▸ TASK
When the string "TextMeasurer" appears in a line of the records, show the whole line.

▸ DATA FOR PROCESSING
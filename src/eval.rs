use crate::{
    core::{FrameIndex, Point, Rgba8},
    error::{SwapmotionError, SwapmotionResult},
    stage::Stage,
};

#[derive(Clone, Debug, serde::Serialize)]
pub struct EvaluatedFrame {
    pub frame: FrameIndex,
    /// Visible glyph runs in painter's order.
    pub glyphs: Vec<EvaluatedGlyph>,
}

#[derive(Clone, Debug, serde::Serialize)]
pub struct EvaluatedGlyph {
    pub id: String,
    pub text: String,
    pub size_px: f64,
    pub color: Rgba8,
    pub pos: Point,
    pub opacity: f64, // 0..1, never 0 (fully transparent glyphs are dropped)
    pub z: i32,
}

pub struct Evaluator;

impl Evaluator {
    #[tracing::instrument(skip(stage))]
    pub fn eval_frame(stage: &Stage, frame: FrameIndex) -> SwapmotionResult<EvaluatedFrame> {
        if frame.0 >= stage.duration.0 {
            return Err(SwapmotionError::evaluation("frame is out of bounds"));
        }

        let mut glyphs_with_key: Vec<((i32, usize), EvaluatedGlyph)> = Vec::new();

        for (spawn_order, track) in stage.glyphs.iter().enumerate() {
            let opacity = track.opacity.sample(frame)?.clamp(0.0, 1.0);
            if opacity <= 0.0 {
                continue;
            }
            let pos = track.pos.sample(frame)?;
            glyphs_with_key.push(((track.object.z, spawn_order), EvaluatedGlyph {
                id: track.object.id.clone(),
                text: track.object.text.clone(),
                size_px: track.object.size_px,
                color: track.object.color,
                pos,
                opacity,
                z: track.object.z,
            }));
        }

        glyphs_with_key.sort_by(|a, b| a.0.cmp(&b.0));
        let glyphs = glyphs_with_key.into_iter().map(|(_, g)| g).collect();

        Ok(EvaluatedFrame { frame, glyphs })
    }
}
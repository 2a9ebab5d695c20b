use std::path::PathBuf;

use anyhow::Context as _;
use clap::{Parser, Subcommand};

use swapmotion::{
    ApproxMeasurer, Choreography, CpuRasterizer, Fps, FrameIndex, Sequencer, Stage, StageRenderer,
    TextLayoutEngine, choreography, default_mp4_config, find_system_font, render_frame,
    render_to_mp4, swap_demo,
};

#[derive(Parser, Debug)]
#[command(name = "swapmotion", version)]
struct Cli {
    #[command(subcommand)]
    cmd: Command,
}

#[derive(Subcommand, Debug)]
enum Command {
    /// Render a single frame as a PNG.
    Frame(FrameArgs),
    /// Render the full animation as an MP4 (requires `ffmpeg` on PATH).
    Render(RenderArgs),
    /// Dump the resolved script (objects and timeline) as JSON.
    Timeline(TimelineArgs),
}

#[derive(Parser, Debug)]
struct FrameArgs {
    /// Frame index (0-based).
    #[arg(long)]
    frame: u64,

    /// Font file; defaults to a discovered system font.
    #[arg(long)]
    font: Option<PathBuf>,

    /// Output PNG path.
    #[arg(long)]
    out: PathBuf,

    /// Frame clock rate.
    #[arg(long, default_value_t = 30)]
    fps: u32,
}

#[derive(Parser, Debug)]
struct RenderArgs {
    /// Font file; defaults to a discovered system font.
    #[arg(long)]
    font: Option<PathBuf>,

    /// Output MP4 path.
    #[arg(long)]
    out: PathBuf,

    /// Frame clock rate.
    #[arg(long, default_value_t = 30)]
    fps: u32,

    /// Overwrite output if it already exists.
    #[arg(long, default_value_t = true)]
    overwrite: bool,
}

#[derive(Parser, Debug)]
struct TimelineArgs {
    /// Font file for exact text metrics; without one, positions are
    /// resolved with approximate metrics.
    #[arg(long)]
    font: Option<PathBuf>,

    /// Output JSON path (stdout when omitted).
    #[arg(long)]
    out: Option<PathBuf>,
}

fn main() -> anyhow::Result<()> {
    let cli = Cli::parse();
    match cli.cmd {
        Command::Frame(args) => cmd_frame(args),
        Command::Render(args) => cmd_render(args),
        Command::Timeline(args) => cmd_timeline(args),
    }
}

fn load_font(font: Option<PathBuf>) -> anyhow::Result<Vec<u8>> {
    let path = match font {
        Some(p) => p,
        None => find_system_font()
            .context("no usable font found; pass one explicitly with --font")?,
    };
    std::fs::read(&path).with_context(|| format!("read font '{}'", path.display()))
}

/// Build the rasterizer first, then resolve the script through its layout
/// engine so placement and rasterization share one set of text metrics.
fn build_pipeline(font_bytes: Vec<u8>, fps: u32) -> anyhow::Result<(Stage, CpuRasterizer)> {
    let fps = Fps::new(fps, 1)?;
    let mut rasterizer =
        CpuRasterizer::new(choreography::CANVAS, choreography::BACKGROUND, font_bytes)?;
    let script = swap_demo(rasterizer.engine_mut())?;

    let mut stage = StageRenderer::new(script.canvas, script.background, fps);
    Sequencer::run(&script, &mut stage)?;
    Ok((stage.finish()?, rasterizer))
}

fn cmd_frame(args: FrameArgs) -> anyhow::Result<()> {
    let font_bytes = load_font(args.font)?;
    let (stage, mut rasterizer) = build_pipeline(font_bytes, args.fps)?;
    let frame = render_frame(&stage, &mut rasterizer, FrameIndex(args.frame))?;

    if let Some(parent) = args.out.parent() {
        std::fs::create_dir_all(parent)
            .with_context(|| format!("create output dir '{}'", parent.display()))?;
    }

    image::save_buffer_with_format(
        &args.out,
        &frame.data,
        frame.width,
        frame.height,
        image::ColorType::Rgba8,
        image::ImageFormat::Png,
    )
    .with_context(|| format!("write png '{}'", args.out.display()))?;

    eprintln!("wrote {}", args.out.display());
    Ok(())
}

fn cmd_render(args: RenderArgs) -> anyhow::Result<()> {
    let font_bytes = load_font(args.font)?;
    let (stage, mut rasterizer) = build_pipeline(font_bytes, args.fps)?;

    let mut cfg = default_mp4_config(&args.out, stage.canvas.width, stage.canvas.height, args.fps);
    cfg.overwrite = args.overwrite;
    render_to_mp4(&stage, &mut rasterizer, cfg)?;

    eprintln!(
        "wrote {} ({} frames at {} fps)",
        args.out.display(),
        stage.duration.0,
        args.fps
    );
    Ok(())
}

fn cmd_timeline(args: TimelineArgs) -> anyhow::Result<()> {
    let choreography: Choreography = match args.font {
        Some(path) => {
            let bytes =
                std::fs::read(&path).with_context(|| format!("read font '{}'", path.display()))?;
            let mut engine = TextLayoutEngine::new(bytes)?;
            swap_demo(&mut engine)?
        }
        None => swap_demo(&mut ApproxMeasurer)?,
    };

    let json = serde_json::to_string_pretty(&choreography)?;
    match args.out {
        Some(path) => {
            if let Some(parent) = path.parent() {
                std::fs::create_dir_all(parent)
                    .with_context(|| format!("create output dir '{}'", parent.display()))?;
            }
            std::fs::write(&path, json).with_context(|| format!("write '{}'", path.display()))?;
            eprintln!("wrote {}", path.display());
        }
        None => println!("{json}"),
    }
    Ok(())
}
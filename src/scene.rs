use std::collections::BTreeMap;

use crate::{
    core::{Canvas, Point, Rgba8, Vec2},
    error::{SwapmotionError, SwapmotionResult},
};

/// One renderable text glyph-run with a fully resolved position.
#[derive(Clone, Debug, serde::Serialize, serde::Deserialize)]
pub struct VisualObject {
    pub id: String,
    pub text: String,
    pub size_px: f64,
    pub color: Rgba8,
    /// Top-left of the laid-out glyph run, in canvas pixels.
    pub pos: Point,
    pub z: i32,
}

/// Text extent capability used to resolve relative placements. The real
/// implementation lays text out with Parley; tests and font-less timeline
/// dumps use [`ApproxMeasurer`].
pub trait TextMeasurer {
    fn measure(&mut self, text: &str, size_px: f64) -> SwapmotionResult<(f64, f64)>;
}

/// Deterministic em-based estimate: advance 0.6 em per char, height 1.2 em.
#[derive(Clone, Copy, Debug)]
pub struct ApproxMeasurer;

impl TextMeasurer for ApproxMeasurer {
    fn measure(&mut self, text: &str, size_px: f64) -> SwapmotionResult<(f64, f64)> {
        if !size_px.is_finite() || size_px <= 0.0 {
            return Err(SwapmotionError::validation(
                "text size_px must be finite and > 0",
            ));
        }
        let chars = text.chars().count() as f64;
        Ok((chars * size_px * 0.6, size_px * 1.2))
    }
}

/// Declarative position of an object, resolved once at scene build.
#[derive(Clone, Debug, serde::Serialize, serde::Deserialize)]
pub enum Placement {
    /// Fixed distance from the top-left corner of the frame.
    TopLeftCorner { margin: Vec2 },
    /// To the right of `anchor`, vertically centered against it.
    RightOf { anchor: String, gap: f64 },
    /// Under `anchor`, left edges aligned.
    Below { anchor: String, gap: f64 },
    /// Horizontally centered at the top edge of the frame.
    TopEdge { margin: f64 },
    /// Absolute position.
    At(Point),
}

/// Resolves declarative placements into [`VisualObject`]s with absolute
/// positions, measuring text extents through the injected capability.
pub struct SceneBuilder<'m> {
    canvas: Canvas,
    measurer: &'m mut dyn TextMeasurer,
    objects: Vec<VisualObject>,
    extents: BTreeMap<String, (f64, f64)>,
}

impl<'m> SceneBuilder<'m> {
    pub fn new(canvas: Canvas, measurer: &'m mut dyn TextMeasurer) -> Self {
        Self {
            canvas,
            measurer,
            objects: Vec::new(),
            extents: BTreeMap::new(),
        }
    }

    /// Resolve `placement` and record the object. Returns the resolved
    /// position so callers can capture it as an anchor.
    pub fn text(
        &mut self,
        id: impl Into<String>,
        text: impl Into<String>,
        size_px: f64,
        color: Rgba8,
        z: i32,
        placement: Placement,
    ) -> SwapmotionResult<Point> {
        let id = id.into();
        let text = text.into();
        if self.extents.contains_key(&id) {
            return Err(SwapmotionError::validation(format!(
                "duplicate object id '{id}'"
            )));
        }

        let (w, h) = self.measurer.measure(&text, size_px)?;
        let pos = self.resolve(&placement, w, h)?;

        self.extents.insert(id.clone(), (w, h));
        self.objects.push(VisualObject {
            id,
            text,
            size_px,
            color,
            pos,
            z,
        });
        Ok(pos)
    }

    pub fn position_of(&self, id: &str) -> SwapmotionResult<Point> {
        self.objects
            .iter()
            .find(|o| o.id == id)
            .map(|o| o.pos)
            .ok_or_else(|| {
                SwapmotionError::choreography(format!("unknown anchor object '{id}'"))
            })
    }

    pub fn into_objects(self) -> Vec<VisualObject> {
        self.objects
    }

    fn resolve(&self, placement: &Placement, w: f64, h: f64) -> SwapmotionResult<Point> {
        match placement {
            Placement::TopLeftCorner { margin } => Ok(Point::new(margin.x, margin.y)),
            Placement::RightOf { anchor, gap } => {
                let (aw, ah) = self.extent_of(anchor)?;
                let apos = self.position_of(anchor)?;
                Ok(Point::new(
                    apos.x + aw + gap,
                    apos.y + (ah - h) / 2.0,
                ))
            }
            Placement::Below { anchor, gap } => {
                let (_, ah) = self.extent_of(anchor)?;
                let apos = self.position_of(anchor)?;
                Ok(Point::new(apos.x, apos.y + ah + gap))
            }
            Placement::TopEdge { margin } => Ok(Point::new(
                (f64::from(self.canvas.width) - w) / 2.0,
                *margin,
            )),
            Placement::At(p) => Ok(*p),
        }
    }

    fn extent_of(&self, id: &str) -> SwapmotionResult<(f64, f64)> {
        self.extents.get(id).copied().ok_or_else(|| {
            SwapmotionError::choreography(format!("unknown anchor object '{id}'"))
        })
    }
}

#[cfg(test)]
mod tests {
    use super::*;

    fn canvas() -> Canvas {
        Canvas {
            width: 1000,
            height: 500,
        }
    }

    #[test]
    fn right_of_offsets_by_measured_width() {
        let mut m = ApproxMeasurer;
        let mut b = SceneBuilder::new(canvas(), &mut m);
        let label = b
            .text(
                "label",
                "a =",
                60.0,
                Rgba8::opaque(255, 255, 255),
                0,
                Placement::TopLeftCorner {
                    margin: Vec2::new(10.0, 20.0),
                },
            )
            .unwrap();
        assert_eq!(label, Point::new(10.0, 20.0));

        // "a =" is 3 chars at 0.6 em advance: width 108.
        let value = b
            .text(
                "value",
                "10",
                60.0,
                Rgba8::opaque(0, 0, 255),
                0,
                Placement::RightOf {
                    anchor: "label".to_string(),
                    gap: 12.0,
                },
            )
            .unwrap();
        assert_eq!(value.x, 10.0 + 108.0 + 12.0);
        assert_eq!(value.y, 20.0); // same height, centering is a no-op
    }

    #[test]
    fn below_aligns_left_edges() {
        let mut m = ApproxMeasurer;
        let mut b = SceneBuilder::new(canvas(), &mut m);
        b.text(
            "top",
            "a =",
            60.0,
            Rgba8::opaque(255, 255, 255),
            0,
            Placement::TopLeftCorner {
                margin: Vec2::new(10.0, 20.0),
            },
        )
        .unwrap();
        let below = b
            .text(
                "bottom",
                "b =",
                60.0,
                Rgba8::opaque(255, 255, 255),
                0,
                Placement::Below {
                    anchor: "top".to_string(),
                    gap: 30.0,
                },
            )
            .unwrap();
        assert_eq!(below, Point::new(10.0, 20.0 + 72.0 + 30.0));
    }

    #[test]
    fn top_edge_centers_horizontally() {
        let mut m = ApproxMeasurer;
        let mut b = SceneBuilder::new(canvas(), &mut m);
        // 10 chars at 48 px: width 288.
        let p = b
            .text(
                "code",
                "a, b = b,a",
                48.0,
                Rgba8::opaque(255, 255, 0),
                0,
                Placement::TopEdge { margin: 40.0 },
            )
            .unwrap();
        assert_eq!(p, Point::new((1000.0 - 288.0) / 2.0, 40.0));
    }

    #[test]
    fn unknown_anchor_is_a_choreography_error() {
        let mut m = ApproxMeasurer;
        let mut b = SceneBuilder::new(canvas(), &mut m);
        let err = b
            .text(
                "x",
                "10",
                60.0,
                Rgba8::opaque(0, 0, 0),
                0,
                Placement::RightOf {
                    anchor: "nope".to_string(),
                    gap: 1.0,
                },
            )
            .unwrap_err();
        assert!(matches!(err, SwapmotionError::Choreography(_)));
    }

    #[test]
    fn duplicate_id_is_rejected() {
        let mut m = ApproxMeasurer;
        let mut b = SceneBuilder::new(canvas(), &mut m);
        b.text(
            "x",
            "10",
            60.0,
            Rgba8::opaque(0, 0, 0),
            0,
            Placement::At(Point::ZERO),
        )
        .unwrap();
        assert!(
            b.text(
                "x",
                "20",
                60.0,
                Rgba8::opaque(0, 0, 0),
                0,
                Placement::At(Point::ZERO),
            )
            .is_err()
        );
    }
}
use std::{
    path::{Path, PathBuf},
    process::{Child, ChildStdin, Command, Stdio},
};

use crate::{
    core::Rgba8,
    error::{SwapmotionError, SwapmotionResult},
    render::FrameRGBA,
};

#[derive(Clone, Debug)]
pub struct EncodeConfig {
    pub width: u32,
    pub height: u32,
    pub fps: u32,
    pub out_path: PathBuf,
    pub overwrite: bool,
}

impl EncodeConfig {
    pub fn validate(&self) -> SwapmotionResult<()> {
        if self.width == 0 || self.height == 0 {
            return Err(SwapmotionError::validation(
                "encode width/height must be non-zero",
            ));
        }
        if self.fps == 0 {
            return Err(SwapmotionError::validation("encode fps must be non-zero"));
        }
        if !self.width.is_multiple_of(2) || !self.height.is_multiple_of(2) {
            // Default settings target yuv420p output for maximum compatibility.
            return Err(SwapmotionError::validation(
                "encode width/height must be even (required for yuv420p mp4 output)",
            ));
        }
        Ok(())
    }
}

pub fn default_mp4_config(
    out_path: impl Into<PathBuf>,
    width: u32,
    height: u32,
    fps: u32,
) -> EncodeConfig {
    EncodeConfig {
        width,
        height,
        fps,
        out_path: out_path.into(),
        overwrite: true,
    }
}

pub fn is_ffmpeg_on_path() -> bool {
    Command::new("ffmpeg")
        .arg("-version")
        .stdout(Stdio::null())
        .stderr(Stdio::null())
        .status()
        .map(|s| s.success())
        .unwrap_or(false)
}

pub fn ensure_parent_dir(path: &Path) -> SwapmotionResult<()> {
    if let Some(parent) = path.parent() {
        use anyhow::Context as _;
        std::fs::create_dir_all(parent)
            .with_context(|| format!("failed to create output directory '{}'", parent.display()))?;
    }
    Ok(())
}

/// Streams premultiplied RGBA8 frames into the system `ffmpeg` binary over
/// a rawvideo pipe. Using the system binary avoids native FFmpeg dev
/// header/lib requirements.
pub struct FfmpegEncoder {
    cfg: EncodeConfig,
    bg: Rgba8,
    child: Child,
    stdin: Option<ChildStdin>,
    scratch: Vec<u8>,
}

impl FfmpegEncoder {
    pub fn new(cfg: EncodeConfig, bg: Rgba8) -> SwapmotionResult<Self> {
        cfg.validate()?;
        ensure_parent_dir(&cfg.out_path)?;

        if !cfg.overwrite && cfg.out_path.exists() {
            return Err(SwapmotionError::validation(format!(
                "output file '{}' already exists",
                cfg.out_path.display()
            )));
        }

        if !is_ffmpeg_on_path() {
            return Err(SwapmotionError::render(
                "ffmpeg is required for MP4 encoding, but was not found on PATH",
            ));
        }

        let mut cmd = Command::new("ffmpeg");
        cmd.stdin(Stdio::piped())
            .stdout(Stdio::null())
            .stderr(Stdio::piped());

        if cfg.overwrite {
            cmd.arg("-y");
        } else {
            cmd.arg("-n");
        }

        cmd.args([
            "-loglevel",
            "error",
            "-f",
            "rawvideo",
            "-pix_fmt",
            "rgba",
            "-s",
            &format!("{}x{}", cfg.width, cfg.height),
            "-r",
            &cfg.fps.to_string(),
            "-i",
            "pipe:0",
            "-an",
            "-c:v",
            "libx264",
            "-pix_fmt",
            "yuv420p",
            "-movflags",
            "+faststart",
        ])
        .arg(&cfg.out_path);

        let mut child = cmd.spawn().map_err(|e| {
            SwapmotionError::render(format!(
                "failed to spawn ffmpeg (is it installed and on PATH?): {e}"
            ))
        })?;

        let stdin = child
            .stdin
            .take()
            .ok_or_else(|| SwapmotionError::render("failed to open ffmpeg stdin (unexpected)"))?;

        Ok(Self {
            scratch: vec![0u8; (cfg.width * cfg.height * 4) as usize],
            cfg,
            bg,
            child,
            stdin: Some(stdin),
        })
    }

    pub fn encode_frame(&mut self, frame: &FrameRGBA) -> SwapmotionResult<()> {
        if frame.width != self.cfg.width || frame.height != self.cfg.height {
            return Err(SwapmotionError::validation(format!(
                "frame size mismatch: got {}x{}, expected {}x{}",
                frame.width, frame.height, self.cfg.width, self.cfg.height
            )));
        }
        if frame.data.len() != self.scratch.len() {
            return Err(SwapmotionError::validation(
                "frame.data size mismatch with width*height*4",
            ));
        }
        if !frame.premultiplied {
            return Err(SwapmotionError::validation(
                "encoder expects premultiplied frames",
            ));
        }

        flatten_premul_to_opaque(&mut self.scratch, &frame.data, self.bg)?;

        let Some(stdin) = self.stdin.as_mut() else {
            return Err(SwapmotionError::render("ffmpeg encoder is already finalized"));
        };

        use std::io::Write as _;
        stdin.write_all(&self.scratch).map_err(|e| {
            SwapmotionError::render(format!("failed to write frame to ffmpeg stdin: {e}"))
        })?;

        Ok(())
    }

    pub fn finish(mut self) -> SwapmotionResult<()> {
        drop(self.stdin.take());

        let output = self.child.wait_with_output().map_err(|e| {
            SwapmotionError::render(format!("failed to wait for ffmpeg to finish: {e}"))
        })?;

        if !output.status.success() {
            let stderr = String::from_utf8_lossy(&output.stderr);
            return Err(SwapmotionError::render(format!(
                "ffmpeg exited with status {}: {}",
                output.status,
                stderr.trim()
            )));
        }

        Ok(())
    }
}

/// Composite premultiplied source pixels over an opaque background color.
fn flatten_premul_to_opaque(dst: &mut [u8], src: &[u8], bg: Rgba8) -> SwapmotionResult<()> {
    if dst.len() != src.len() || !dst.len().is_multiple_of(4) {
        return Err(SwapmotionError::validation(
            "flatten expects equal-length rgba8 buffers",
        ));
    }

    let bg_r = u16::from(bg.r);
    let bg_g = u16::from(bg.g);
    let bg_b = u16::from(bg.b);

    for (d, s) in dst.chunks_exact_mut(4).zip(src.chunks_exact(4)) {
        let a = u16::from(s[3]);
        if a == 255 {
            d.copy_from_slice(s);
            d[3] = 255;
            continue;
        }

        let inv = 255u16 - a;
        d[0] = (u16::from(s[0]) + mul_div255(bg_r, inv)).min(255) as u8;
        d[1] = (u16::from(s[1]) + mul_div255(bg_g, inv)).min(255) as u8;
        d[2] = (u16::from(s[2]) + mul_div255(bg_b, inv)).min(255) as u8;
        d[3] = 255;
    }

    Ok(())
}

fn mul_div255(x: u16, y: u16) -> u16 {
    (((u32::from(x) * u32::from(y)) + 127) / 255) as u16
}

#[cfg(test)]
mod tests {
    use super::*;

    #[test]
    fn config_validation_catches_bad_values() {
        assert!(
            EncodeConfig {
                width: 0,
                height: 10,
                fps: 30,
                out_path: PathBuf::from("out/test.mp4"),
                overwrite: true,
            }
            .validate()
            .is_err()
        );

        assert!(
            EncodeConfig {
                width: 11,
                height: 10,
                fps: 30,
                out_path: PathBuf::from("out/test.mp4"),
                overwrite: true,
            }
            .validate()
            .is_err()
        );

        assert!(
            EncodeConfig {
                width: 10,
                height: 10,
                fps: 0,
                out_path: PathBuf::from("out/test.mp4"),
                overwrite: true,
            }
            .validate()
            .is_err()
        );
    }

    #[test]
    fn flatten_premul_over_black_produces_expected_rgb() {
        // Premultiplied red @ 50% alpha over black keeps the premultiplied rgb.
        let src = vec![128u8, 0, 0, 128];
        let mut dst = vec![0u8; 4];
        flatten_premul_to_opaque(&mut dst, &src, Rgba8::opaque(0, 0, 0)).unwrap();
        assert_eq!(dst, vec![128u8, 0, 0, 255]);
    }

    #[test]
    fn flatten_premul_over_white_fills_the_remainder() {
        let src = vec![128u8, 0, 0, 128];
        let mut dst = vec![0u8; 4];
        flatten_premul_to_opaque(&mut dst, &src, Rgba8::opaque(255, 255, 255)).unwrap();
        assert_eq!(dst, vec![255u8, 127, 127, 255]);
    }

    #[test]
    fn flatten_rejects_mismatched_buffers() {
        let src = vec![0u8; 8];
        let mut dst = vec![0u8; 4];
        assert!(flatten_premul_to_opaque(&mut dst, &src, Rgba8::opaque(0, 0, 0)).is_err());
    }
}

▸ PROBLEM SOLUTION
pub trait TextMeasurer {
impl TextMeasurer for ApproxMeasurer {
    measurer: &'m mut dyn TextMeasurer,
    pub fn new(canvas: Canvas, measurer: &'m mut dyn TextMeasurer) -> Self {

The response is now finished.